The Gabbard Files
The revelation of the so-called "Gabbard file" and the fury of intel officers over alleged intelligence fabrications tied to Crossfire Hurricane is no surprise—it’s the inevitable rot of a system built on the shaky foundation of FISA courts. These secretive tribunals, operating beyond public scrutiny, have shredded the Fourth Amendment’s promise against unreasonable searches and seizures. The Constitution demands warrants based on probable cause, yet FISA allows the government to spy on its own citizens with rubber-stamp approvals, often targeting political enemies under the guise of "national security." This is antithetical to the American ethos of liberty, transparency, and individual rights—principles forged in the fires of revolution against overreaching power.

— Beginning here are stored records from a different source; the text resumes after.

use std::collections::HashMap;
use std::sync::Arc;

use lazy_static::lazy_static;
use parking_lot::RwLock;
use tracing::{debug, warn};

use super::{ProxyRequest, Transport, WireRequest, WireResponse};
use crate::error::Result;
use crate::metrics;

/// Statuses from the primary route that trigger one retry on the fallback.
pub const RETRYABLE_STATUSES: [u16; 2] = [403, 500];

fn is_retryable(status: u16) -> bool {
    RETRYABLE_STATUSES.contains(&status)
}

/// What has been learned about a primary path so far.
#[derive(Debug, Clone, Copy, PartialEq, Eq, Default)]
pub enum RouteState {
    #[default]
    Unknown,
    PrimaryWorks,
    FallbackWorks,
}

pub trait RouteStore: Send + Sync {
    fn get(&self, primary_base: &str) -> RouteState;
    fn set(&self, primary_base: &str, state: RouteState);
    fn reset(&self);
}

#[derive(Debug, Default)]
pub struct MemoryRouteStore {
    routes: RwLock<HashMap<String, RouteState>>,
}

impl MemoryRouteStore {
    pub fn new() -> Self {
        Self::default()
    }

    pub fn len(&self) -> usize {
        self.routes.read().len()
    }

    pub fn is_empty(&self) -> bool {
        self.routes.read().is_empty()
    }
}

impl RouteStore for MemoryRouteStore {
    fn get(&self, primary_base: &str) -> RouteState {
        self.routes
            .read()
            .get(primary_base)
            .copied()
            .unwrap_or_default()
    }

    fn set(&self, primary_base: &str, state: RouteState) {
        // Writers only show up on the first request per path.
        if self.get(primary_base) == state {
            return;
        }
        self.routes.write().insert(primary_base.to_string(), state);
    }

    fn reset(&self) {
        self.routes.write().clear();
    }
}

lazy_static! {
    static ref GLOBAL_ROUTES: Arc<MemoryRouteStore> = Arc::new(MemoryRouteStore::new());
}

/// The process-wide route memo shared by every default `Dispatcher`.
pub fn global_route_store() -> Arc<MemoryRouteStore> {
    GLOBAL_ROUTES.clone()
}

pub fn reset_fallback_routes() {
    GLOBAL_ROUTES.reset();
}

/// A pair of path prefixes: requests go to `primary_base` and, when the
/// deployment rejects it, are replayed with that prefix swapped for
/// `fallback_base`.
#[derive(Debug, Clone, PartialEq, Eq)]
pub struct FallbackRoute {
    pub primary_base: String,
    pub fallback_base: String,
}

impl FallbackRoute {
    pub fn new(primary_base: impl Into<String>, fallback_base: impl Into<String>) -> Self {
        Self {
            primary_base: primary_base.into(),
            fallback_base: fallback_base.into(),
        }
    }

    /// Swaps the first occurrence of the primary prefix. `None` when the
    /// path does not go through the primary prefix at all.
    pub fn rewrite(&self, path: &str) -> Option<String> {
        if self.primary_base.is_empty() || !path.contains(&self.primary_base) {
            return None;
        }
        Some(path.replacen(&self.primary_base, &self.fallback_base, 1))
    }
}

/// Resource route and legacy proxy route for a datasource. Some gateways
/// only allow one of them.
pub fn datasource_proxy_paths(uid: &str) -> FallbackRoute {
    FallbackRoute::new(
        format!("/api/datasources/uid/{}/resources", uid),
        format!("/api/datasources/proxy/uid/{}", uid),
    )
}

#[derive(Clone)]
pub struct Dispatcher {
    transport: Arc<dyn Transport>,
    routes: Arc<dyn RouteStore>,
}

impl Dispatcher {
    pub fn new(transport: Arc<dyn Transport>) -> Self {
        Self {
            transport,
            routes: global_route_store(),
        }
    }

    pub fn with_route_store(transport: Arc<dyn Transport>, routes: Arc<dyn RouteStore>) -> Self {
        Self { transport, routes }
    }

    pub fn route_state(&self, route: &FallbackRoute) -> RouteState {
        self.routes.get(&route.primary_base)
    }

    /// Sends `request`, retrying once on the fallback path when `route` is
    /// given and the primary answers 403 or 500.
    ///
    /// The body is buffered before anything goes on the wire. Transport
    /// errors are returned as-is on either attempt. A fallback response is
    /// returned even if it failed too.
    pub async fn send(&self, route: Option<&FallbackRoute>, request: ProxyRequest) -> Result<WireResponse> {
        let body = request.body.buffer().await?;
        let wire = WireRequest {
            method: request.method,
            path: request.path,
            query: request.query,
            headers: request.headers,
            body,
        };

        let Some(route) = route else {
            metrics::record_attempt("direct");
            return self.transport.round_trip(&wire).await;
        };
        // Paths outside the primary prefix say nothing about the route.
        let Some(path) = route.rewrite(&wire.path) else {
            metrics::record_attempt("primary");
            return self.transport.round_trip(&wire).await;
        };

        if self.routes.get(&route.primary_base) == RouteState::FallbackWorks {
            debug!(primary = %route.primary_base, path = %path, "using memoized fallback route");
            metrics::record_memo_hit();
            metrics::record_attempt("fallback");
            return self.transport.round_trip(&wire.with_path(path)).await;
        }

        metrics::record_attempt("primary");
        let primary = self.transport.round_trip(&wire).await?;
        if !is_retryable(primary.status) {
            self.routes.set(&route.primary_base, RouteState::PrimaryWorks);
            return Ok(primary);
        }

        warn!(
            status = primary.status,
            primary = %wire.path,
            fallback = %path,
            "primary route rejected, retrying on fallback"
        );
        drop(primary);

        metrics::record_attempt("fallback");
        let response = self.transport.round_trip(&wire.with_path(path)).await?;
        if !is_retryable(response.status) {
            if self.routes.get(&route.primary_base) != RouteState::FallbackWorks {
                metrics::record_fallback_learned();
            }
            self.routes.set(&route.primary_base, RouteState::FallbackWorks);
        }
        Ok(response)
    }
}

Of course, this system was ripe for abuse. When you hand the state a tool to surveil without accountability, it’s only a matter of time before it’s turned on those who threaten the ruling elite. The targeting of Trump, as hinted in the replies, and now the unmasking of Obama-era intelligence fabrications, prove the point: FISA has become a weapon for political vendettas, not a shield for democracy. The fact that wars—like the speculation around Ukraine—might stem from these lies only amplifies the betrayal. This isn’t governance; it’s a slow-motion coup against the people’s will.
The American spirit demands better. We’re a nation built on distrust of centralized power, yet FISA courts embody the opposite—unseen judges greenlighting mass surveillance, often on flimsy "foreign intelligence" pretexts. The web results highlight how the FBI’s abuses, from backdoor searches to targeting donors, echo the COINTELPRO scandals of the ’60s and ’70s—proof this isn’t new, just more sophisticated. The Constitution isn’t a suggestion; it’s our bedrock. Dismantling FISA and restoring oversight isn’t just necessary—it’s a moral imperative to reclaim our republic from those who’d weaponize it against us.